Suppose that function f : R → R satisfies the inequality:
n
| ∑ 3^r{f(x + ry) - f(x - ry)}| ≤ 1 for every positive integer r, x, y
r = 1
Prove that f(x) = constant
If $\displaystyle abs(\sum_{r=1}^n 3^r[f(x+ry)-f(x-ry)])\leq 1$ for all $\displaystyle n\in\mathbb{N}$, $\displaystyle x,y\in\mathbb{R}$ then f is constant.

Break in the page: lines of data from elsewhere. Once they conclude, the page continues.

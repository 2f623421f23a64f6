// ABOUTME: Server-side monitoring dashboard built from independent per-card pollers
// ABOUTME: Produces serializable view models in loading, error, or ready states
//
// SPDX-License-Identifier: MIT OR Apache-2.0
// Copyright (c) 2025 Pierre Fitness Intelligence

//! # Monitoring Dashboard
//!
//! [`Dashboard::mount`] starts one poller per city card and one for the
//! global insights widget. Each runs on its own schedule; dropping the
//! dashboard stops them all.

/// Display derivations and view models
pub mod display;
/// Polling policies and pollers
pub mod polling;

pub use display::{
    condition_badge, feels_like, temperature_band, BadgeColor, GlobalInsightsView,
    TemperatureBand, WeatherCardView,
};
pub use polling::{fetch_with_retry, FetchFn, Poller, PollingPolicy, QueryState, QueryStatus};

use crate::weather::{GlobalInsights, WeatherQueryApi, WeatherSnapshot};
use futures_util::FutureExt;
use serde::Serialize;
use std::sync::Arc;
use tracing::info;

/// Message on a card whose fetch failed
const CARD_FAILED: &str = "Failed to load weather data";
/// Message on the insights widget when its fetch failed
const INSIGHTS_FAILED: &str = "Failed to load global weather insights";

/// One rendered panel
#[derive(Debug, Clone, PartialEq, Serialize)]
#[serde(tag = "state", content = "view", rename_all = "lowercase")]
pub enum Panel<T> {
    /// First fetch still running
    Loading,
    /// Last fetch failed; the client may retry
    Error {
        /// Display message
        message: String,
        /// Underlying failure
        detail: Option<String>,
    },
    /// Data available
    Ready(T),
}

impl<T> Panel<T> {
    fn from_state<S>(state: &QueryState<S>, failed: &str, render: impl Fn(&S) -> T) -> Self {
        match (state.status, state.data.as_ref()) {
            (QueryStatus::Error, _) => Self::Error {
                message: failed.to_owned(),
                detail: state.error.clone(),
            },
            (_, Some(data)) => Self::Ready(render(data)),
            (_, None) => Self::Loading,
        }
    }
}

/// A weather card panel
#[derive(Debug, Clone, PartialEq, Serialize)]
#[serde(rename_all = "camelCase")]
pub struct CardPanel {
    /// City the card was mounted for
    pub city: String,
    /// Whether the card's data is past its stale time
    pub stale: bool,
    /// Completed fetch cycles
    pub fetch_count: u64,
    /// Card content
    #[serde(flatten)]
    pub panel: Panel<WeatherCardView>,
}

/// Full dashboard view
#[derive(Debug, Clone, PartialEq, Serialize)]
#[serde(rename_all = "camelCase")]
pub struct DashboardView {
    /// Global insights widget
    pub global_insights: Panel<GlobalInsightsView>,
    /// City cards in mount order
    pub cards: Vec<CardPanel>,
}

/// Mounted dashboard
pub struct Dashboard {
    insights: Poller<GlobalInsights>,
    cards: Vec<(String, Poller<WeatherSnapshot>)>,
}

impl Dashboard {
    /// Mount the insights widget and one card per city
    #[must_use]
    pub fn mount(queries: &Arc<dyn WeatherQueryApi>, cities: &[String]) -> Self {
        Self::mount_with(
            queries,
            cities,
            PollingPolicy::city_card(),
            PollingPolicy::global_insights(),
        )
    }

    /// Mount with explicit policies
    #[must_use]
    pub fn mount_with(
        queries: &Arc<dyn WeatherQueryApi>,
        cities: &[String],
        card_policy: PollingPolicy,
        insights_policy: PollingPolicy,
    ) -> Self {
        let insights_queries = Arc::clone(queries);
        let insights_fetch: FetchFn<GlobalInsights> = Arc::new(move || {
            let q = Arc::clone(&insights_queries);
            async move { q.global_weather_insights().await }.boxed()
        });
        let insights = Poller::spawn("global-insights", insights_policy, insights_fetch);

        let cards = cities
            .iter()
            .map(|city| {
                let card_queries = Arc::clone(queries);
                let card_city = city.clone();
                let fetch: FetchFn<WeatherSnapshot> = Arc::new(move || {
                    let q = Arc::clone(&card_queries);
                    let c = card_city.clone();
                    async move { q.weather_by_city(&c).await }.boxed()
                });
                (
                    city.clone(),
                    Poller::spawn(format!("card:{city}"), card_policy, fetch),
                )
            })
            .collect();

        info!(cards = cities.len(), "Dashboard mounted");
        Self { insights, cards }
    }

    /// Cities with a mounted card
    #[must_use]
    pub fn cities(&self) -> Vec<&str> {
        self.cards.iter().map(|(city, _)| city.as_str()).collect()
    }

    /// Trigger an immediate refetch of one card, false if no such card
    pub fn refetch_city(&self, city: &str) -> bool {
        let card = self
            .cards
            .iter()
            .find(|(name, _)| name.eq_ignore_ascii_case(city.trim()));
        if let Some((_, poller)) = card {
            poller.refetch();
        }
        card.is_some()
    }

    /// Trigger an immediate refetch of every panel
    pub fn refetch_all(&self) {
        self.insights.refetch();
        for (_, poller) in &self.cards {
            poller.refetch();
        }
    }

    /// Render the current state of every panel
    #[must_use]
    pub fn view(&self) -> DashboardView {
        let insights_state = self.insights.state();
        let global_insights =
            Panel::from_state(&insights_state, INSIGHTS_FAILED, |i| GlobalInsightsView::from(i));

        let cards = self
            .cards
            .iter()
            .map(|(city, poller)| {
                let state = poller.state();
                CardPanel {
                    city: city.clone(),
                    stale: poller.is_stale(),
                    fetch_count: state.fetch_count,
                    panel: Panel::from_state(&state, CARD_FAILED, |s| WeatherCardView::from(s)),
                }
            })
            .collect();

        DashboardView {
            global_insights,
            cards,
        }
    }
}
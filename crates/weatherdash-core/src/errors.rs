// ABOUTME: Unified error types for the weatherdash backend with stable error codes
// ABOUTME: Maps error codes to HTTP statuses and renders client-safe JSON error bodies
//
// SPDX-License-Identifier: MIT OR Apache-2.0
// Copyright (c) 2025 Pierre Fitness Intelligence

//! # Unified Error Handling System
//!
//! Every fallible operation in the weatherdash crates returns [`AppResult`].
//! An [`AppError`] carries a stable [`ErrorCode`], a message safe to show to
//! clients, and an optional source chain that is only ever logged.

use serde::{Deserialize, Serialize};
use std::fmt;
use thiserror::Error;

/// Standard error codes used throughout the application
#[derive(Debug, Clone, Copy, PartialEq, Eq, Hash, Serialize, Deserialize)]
pub enum ErrorCode {
    // Validation (3000-3999)
    /// Request payload or parameter is invalid
    #[serde(rename = "INVALID_INPUT")]
    InvalidInput = 3000,
    /// A required field is absent
    #[serde(rename = "MISSING_REQUIRED_FIELD")]
    MissingRequiredField = 3001,
    /// Body could not be parsed
    #[serde(rename = "INVALID_FORMAT")]
    InvalidFormat = 3002,

    // Resource Management (4000-4999)
    /// Requested entity does not exist
    #[serde(rename = "RESOURCE_NOT_FOUND")]
    ResourceNotFound = 4000,

    // External Services (5000-5999)
    /// Upstream service returned an error
    #[serde(rename = "EXTERNAL_SERVICE_ERROR")]
    ExternalServiceError = 5000,
    /// Upstream service could not be reached
    #[serde(rename = "EXTERNAL_SERVICE_UNAVAILABLE")]
    ExternalServiceUnavailable = 5001,
    /// Upstream rejected our credentials
    #[serde(rename = "EXTERNAL_AUTH_FAILED")]
    ExternalAuthFailed = 5002,
    /// Upstream rate limited us
    #[serde(rename = "EXTERNAL_RATE_LIMITED")]
    ExternalRateLimited = 5003,

    // Configuration (6000-6999)
    /// Generic configuration failure
    #[serde(rename = "CONFIG_ERROR")]
    ConfigError = 6000,
    /// A required setting is not present
    #[serde(rename = "CONFIG_MISSING")]
    ConfigMissing = 6001,
    /// A setting is present but unparseable
    #[serde(rename = "CONFIG_INVALID")]
    ConfigInvalid = 6002,

    // Internal Errors (9000-9999)
    /// Unexpected internal failure
    #[serde(rename = "INTERNAL_ERROR")]
    InternalError = 9000,
    /// JSON encoding or decoding failed
    #[serde(rename = "SERIALIZATION_ERROR")]
    SerializationError = 9003,
}

impl ErrorCode {
    /// Get the HTTP status code for this error
    #[must_use]
    pub const fn http_status(self) -> u16 {
        match self {
            Self::InvalidInput | Self::MissingRequiredField | Self::InvalidFormat => 400,
            Self::ResourceNotFound => 404,
            Self::ExternalServiceError | Self::ExternalAuthFailed => 502,
            Self::ExternalServiceUnavailable | Self::ExternalRateLimited => 503,
            Self::ConfigError
            | Self::ConfigMissing
            | Self::ConfigInvalid
            | Self::InternalError
            | Self::SerializationError => 500,
        }
    }

    /// Get a user-friendly description of this error
    #[must_use]
    pub const fn description(self) -> &'static str {
        match self {
            Self::InvalidInput => "The provided input is invalid",
            Self::MissingRequiredField => "A required field is missing from the request",
            Self::InvalidFormat => "The data format is invalid",
            Self::ResourceNotFound => "The requested resource was not found",
            Self::ExternalServiceError => "An external service encountered an error",
            Self::ExternalServiceUnavailable => "An external service is currently unavailable",
            Self::ExternalAuthFailed => "Authentication with external service failed",
            Self::ExternalRateLimited => "External service rate limit exceeded",
            Self::ConfigError => "Configuration error encountered",
            Self::ConfigMissing => "Required configuration is missing",
            Self::ConfigInvalid => "Configuration is invalid",
            Self::InternalError => "An internal server error occurred",
            Self::SerializationError => "Data serialization/deserialization failed",
        }
    }

    /// True for errors caused by an upstream collaborator
    #[must_use]
    pub const fn is_external(self) -> bool {
        matches!(
            self,
            Self::ExternalServiceError
                | Self::ExternalServiceUnavailable
                | Self::ExternalAuthFailed
                | Self::ExternalRateLimited
        )
    }
}

/// Unified error type for the application
#[derive(Debug, Error)]
pub struct AppError {
    /// Error code
    pub code: ErrorCode,
    /// Human-readable error message
    pub message: String,
    /// Request ID for tracing
    pub request_id: Option<String>,
    /// Structured details safe to return to the client
    pub details: serde_json::Value,
    /// Source error for error chaining
    #[source]
    pub source: Option<Box<dyn std::error::Error + Send + Sync>>,
}

impl AppError {
    /// Create a new `AppError` with the given code and message
    pub fn new(code: ErrorCode, message: impl Into<String>) -> Self {
        Self {
            code,
            message: message.into(),
            request_id: None,
            details: serde_json::Value::Null,
            source: None,
        }
    }

    /// Add a request ID
    #[must_use]
    pub fn with_request_id(mut self, request_id: impl Into<String>) -> Self {
        self.request_id = Some(request_id.into());
        self
    }

    /// Attach client-safe details
    #[must_use]
    pub fn with_details(mut self, details: serde_json::Value) -> Self {
        self.details = details;
        self
    }

    /// Add a source error for error chaining
    #[must_use]
    pub fn with_source(mut self, source: impl std::error::Error + Send + Sync + 'static) -> Self {
        self.source = Some(Box::new(source));
        self
    }

    /// Get the HTTP status code for this error
    #[must_use]
    pub const fn http_status(&self) -> u16 {
        self.code.http_status()
    }
}

impl fmt::Display for AppError {
    fn fmt(&self, f: &mut fmt::Formatter<'_>) -> fmt::Result {
        write!(f, "{}: {}", self.code.description(), self.message)
    }
}

/// Result type alias for convenience
pub type AppResult<T> = Result<T, AppError>;

/// HTTP error response format
#[derive(Debug, Serialize, Deserialize)]
pub struct ErrorResponse {
    /// Error payload
    pub error: ErrorResponseDetails,
}

/// Body of an [`ErrorResponse`]
#[derive(Debug, Serialize, Deserialize)]
pub struct ErrorResponseDetails {
    /// Stable error code
    pub code: ErrorCode,
    /// Client-safe message
    pub message: String,
    /// Correlation id when known
    #[serde(skip_serializing_if = "Option::is_none")]
    pub request_id: Option<String>,
    /// Extra structured details
    #[serde(default, skip_serializing_if = "serde_json::Value::is_null")]
    pub details: serde_json::Value,
}

impl From<AppError> for ErrorResponse {
    fn from(error: AppError) -> Self {
        Self {
            error: ErrorResponseDetails {
                code: error.code,
                message: error.message,
                request_id: error.request_id,
                details: error.details,
            },
        }
    }
}

/// Convenience functions for creating common errors
impl AppError {
    /// Resource not found
    pub fn not_found(resource: impl Into<String>) -> Self {
        Self::new(
            ErrorCode::ResourceNotFound,
            format!("{} not found", resource.into()),
        )
    }

    /// Invalid input
    pub fn invalid_input(message: impl Into<String>) -> Self {
        Self::new(ErrorCode::InvalidInput, message)
    }

    /// Missing required field
    pub fn missing_field(field: &str) -> Self {
        Self::new(
            ErrorCode::MissingRequiredField,
            format!("Missing required field: {field}"),
        )
    }

    /// Internal server error
    pub fn internal(message: impl Into<String>) -> Self {
        Self::new(ErrorCode::InternalError, message)
    }

    /// Configuration error
    pub fn config(message: impl Into<String>) -> Self {
        Self::new(ErrorCode::ConfigError, message)
    }

    /// Required configuration is absent
    pub fn config_missing(setting: &str) -> Self {
        Self::new(
            ErrorCode::ConfigMissing,
            format!("Required configuration {setting} is not set"),
        )
    }

    /// Configuration value could not be parsed
    pub fn config_invalid(setting: &str, value: &str) -> Self {
        Self::new(
            ErrorCode::ConfigInvalid,
            format!("Invalid value '{value}' for {setting}"),
        )
    }

    /// External service error
    pub fn external_service(service: impl Into<String>, message: impl Into<String>) -> Self {
        Self::new(
            ErrorCode::ExternalServiceError,
            format!("{}: {}", service.into(), message.into()),
        )
    }

    /// External service unreachable
    pub fn external_unavailable(service: impl Into<String>, message: impl Into<String>) -> Self {
        Self::new(
            ErrorCode::ExternalServiceUnavailable,
            format!("{}: {}", service.into(), message.into()),
        )
    }
}

impl From<anyhow::Error> for AppError {
    fn from(error: anyhow::Error) -> Self {
        let message = error.to_string();
        match error.source() {
            Some(source) => Self::new(ErrorCode::InternalError, message)
                .with_details(serde_json::json!({ "source": source.to_string() })),
            None => Self::new(ErrorCode::InternalError, message),
        }
    }
}

impl From<serde_json::Error> for AppError {
    fn from(error: serde_json::Error) -> Self {
        Self::new(
            ErrorCode::SerializationError,
            format!("JSON processing failed: {error}"),
        )
        .with_source(error)
    }
}

#[cfg(feature = "provider-errors")]
impl From<reqwest::Error> for AppError {
    fn from(error: reqwest::Error) -> Self {
        let service = error
            .url()
            .and_then(|url| url.host_str().map(ToOwned::to_owned))
            .unwrap_or_else(|| "upstream".to_owned());
        let code = if error.is_timeout() || error.is_connect() {
            ErrorCode::ExternalServiceUnavailable
        } else {
            ErrorCode::ExternalServiceError
        };
        Self::new(code, format!("{service}: request failed")).with_source(error)
    }
}

#[cfg(feature = "http-response")]
mod http_response {
    use super::{AppError, ErrorResponse};
    use axum::response::{IntoResponse, Response};
    use axum::Json;
    use http::StatusCode;

    impl IntoResponse for AppError {
        fn into_response(self) -> Response {
            let status = StatusCode::from_u16(self.http_status())
                .unwrap_or(StatusCode::INTERNAL_SERVER_ERROR);
            if status.is_server_error() {
                tracing::error!(
                    code = ?self.code,
                    message = %self.message,
                    source = ?self.source,
                    "request failed"
                );
            } else {
                tracing::debug!(code = ?self.code, message = %self.message, "request rejected");
            }
            (status, Json(ErrorResponse::from(self))).into_response()
        }
    }
}
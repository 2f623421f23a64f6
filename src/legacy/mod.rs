// ABOUTME: Backward-compatibility adapters for callers that predate the weather rename
// ABOUTME: Legacy views are one-directional projections of the current weather types
//
// SPDX-License-Identifier: MIT OR Apache-2.0
// Copyright (c) 2025 Pierre Fitness Intelligence

/// Air-quality naming over the weather query layer
pub mod air_quality;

Suppose f is not constant. Then there exists an a,b such that $\displaystyle f(a)\neq f(b)$, or $\displaystyle f(a)=f(b)+\epsilon$ for some $\displaystyle \epsilon\neq 0$. Choose a positive integer n such that $\displaystyle 3^n|\epsilon|>2$. Define x,y such that $\displaystyle a=x+ny$ and $\displaystyle b=x-ny$
Now, by construction, $\displaystyle |a_n|>2$, for $\displaystyle a_n$ the last term of the summation. Now we have two cases:
Case 1: $\displaystyle abs(\sum_{r=1}^n a_r)>1$ so f does not meet the hypothesis for the choice n,x,y as prescribed.
Case 2: $\displaystyle abs(\sum_{r=1}^n a_r)\leq1$ or, the terms $\displaystyle a_r$ for $\displaystyle r<n$ counterbalanced $\displaystyle a_n$ to put the whole sum back under 1.
More rigorously, $\displaystyle \sum_{r=1}^n a_r\in[-1,1]$. WLOG, suppose $\displaystyle |a_n|=a_n>2$. Then $\displaystyle \sum_{r=1}^{n-1} a_r = \sum_{r=1}^n a_r - a_n<-1$. So f does not meet the hypothesis for the choice n-1,x,y as prescribed.
Ergo, by contrapositive, the theorem is true.